Prof. William Tong is CSUPERB Tong, received the CSU Andreoli Faculty Service Award for his Novel Laser Research

By Ashley Vaughn

William Tong, SDSU professor of chemistry and biochemistry, was honored with the Andreoli Faculty Service Award at the 24th Annual CSU Biotechnology Symposium.

Professor Tong with Cathie Atkins, SDSU Associate Dean of Sciences, and Mike Goldman, chair of the CSUPERB program.
Professor Tong with Cathie Atkins, SDSU Associate Dean of Sciences, and Mike Goldman, chair of the CSUPERB program.


The Andreoli Faculty Service Award, given by the California State University for Education and Research in Biotechnology, CSUPERB, honors California State University tenured or tenure-track faculty members who have made outstanding contributions to the development of biotechnology programs in the CSU system




About Tong

For more than 27 years, Tong has researched and developed the uses of laser light. Tong’s research focuses on the early detection of diseases, the design and development of cleaner drugs, and the detection of pollutants and chemicals both inside the body and in the environment.

In 2005, Tong received an $80,000 grant from the Department of Defense to develop a laser program that would detect chemicals and minimize the threat of improvised explosive devices. The same year, he received the Albert Johnson University Research Award, SDSU’s top research award.

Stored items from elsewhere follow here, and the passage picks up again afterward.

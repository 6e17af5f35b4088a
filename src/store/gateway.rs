// HTTP gateway content store
//
// Reads content through the node's HTTP gateway (`/ipfs/<cid>`). The
// gateway address comes from explicit configuration, never from
// process-wide environment state.

use std::time::Duration;

use async_trait::async_trait;
use futures::TryStreamExt;
use reqwest::StatusCode;
use tracing::debug;

use super::{ByteStream, ContentStore};
use crate::cid::Cid;
use crate::config::ClientConfig;
use crate::errors::FetchError;

pub struct GatewayStore {
    base_url: String,
    http: reqwest::Client,
}

impl GatewayStore {
    /// Build a store against the configured gateway.
    ///
    /// The connect timeout is bounded; the overall request deliberately is
    /// not, since a content read may stream for longer than any fixed
    /// control-plane bound.
    pub fn new(config: &ClientConfig) -> Result<Self, FetchError> {
        let http = reqwest::Client::builder()
            .connect_timeout(Duration::from_secs(10))
            .build()
            .map_err(FetchError::transport)?;

        Ok(Self {
            base_url: config.gateway_url(),
            http,
        })
    }

    /// Store over an explicit gateway base URL (tests, remote gateways).
    pub fn with_base_url(base_url: impl Into<String>) -> Result<Self, FetchError> {
        let http = reqwest::Client::builder()
            .connect_timeout(Duration::from_secs(10))
            .build()
            .map_err(FetchError::transport)?;

        Ok(Self {
            base_url: base_url.into(),
            http,
        })
    }

    fn content_url(&self, cid: &Cid) -> String {
        format!("{}/ipfs/{}", self.base_url, cid.as_str())
    }
}

#[async_trait]
impl ContentStore for GatewayStore {
    async fn size(&self, cid: &Cid) -> Result<Option<u64>, FetchError> {
        let url = self.content_url(cid);
        debug!(url = %url, "Probing content size");

        // Size is optional metadata; any failure here is reported as
        // unknown size, not as a fetch failure.
        let response = match self
            .http
            .head(&url)
            .timeout(Duration::from_secs(10))
            .send()
            .await
        {
            Ok(response) => response,
            Err(_) => return Ok(None),
        };

        if response.status() == StatusCode::NOT_FOUND {
            return Err(FetchError::NotFound(cid.to_string()));
        }

        Ok(response.content_length())
    }

    async fn open(&self, cid: &Cid) -> Result<ByteStream, FetchError> {
        let url = self.content_url(cid);
        debug!(url = %url, "Opening content stream");

        let response = self
            .http
            .get(&url)
            .send()
            .await
            .map_err(FetchError::transport)?;

        match response.status() {
            StatusCode::NOT_FOUND => Err(FetchError::NotFound(cid.to_string())),
            status if status.is_success() => {
                let stream = response.bytes_stream().map_err(FetchError::transport);
                Ok(Box::pin(stream))
            }
            status => Err(FetchError::transport(std::io::Error::new(
                std::io::ErrorKind::Other,
                format!("gateway returned status {status}"),
            ))),
        }
    }
}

For three years in a row, he was awarded the SDSU Outstanding Faculty Award. In addition, he has received the SDSU President Leadership Award.

Recognizing achievements

As the recipient of the Andreoli award, Tong received a $1,000 cash prize and was recognized at the Annual CSU Biotechnology Symposium earlier this month. The symposium provides participants the opportunity to share their knowledge and most importantly, build relationships with industry professionals.

The event, which is a celebration of research, discovery and education, recognizes the outstanding accomplishments of faculty and students in life science.  In addition to Tong, CSUPERB, announced a total of $40,000 in awards to students and faculty.


CSUPERB’s mission is to help develop a professional biotechnology workforce by mobilizing and supporting CSU student and faculty research. The program provides grant funding and serves as a liaison for the CSU with the government, philanthropic, educational and biotechnology partners. SDSU serves as a host institution for CSUPERB.

The SDSU chemistry program, in which Tong is a professor, ranks among the nation’s top chemistry programs according to the U.S. News and World Report’s “America’s Best Graduate Schools 2012.”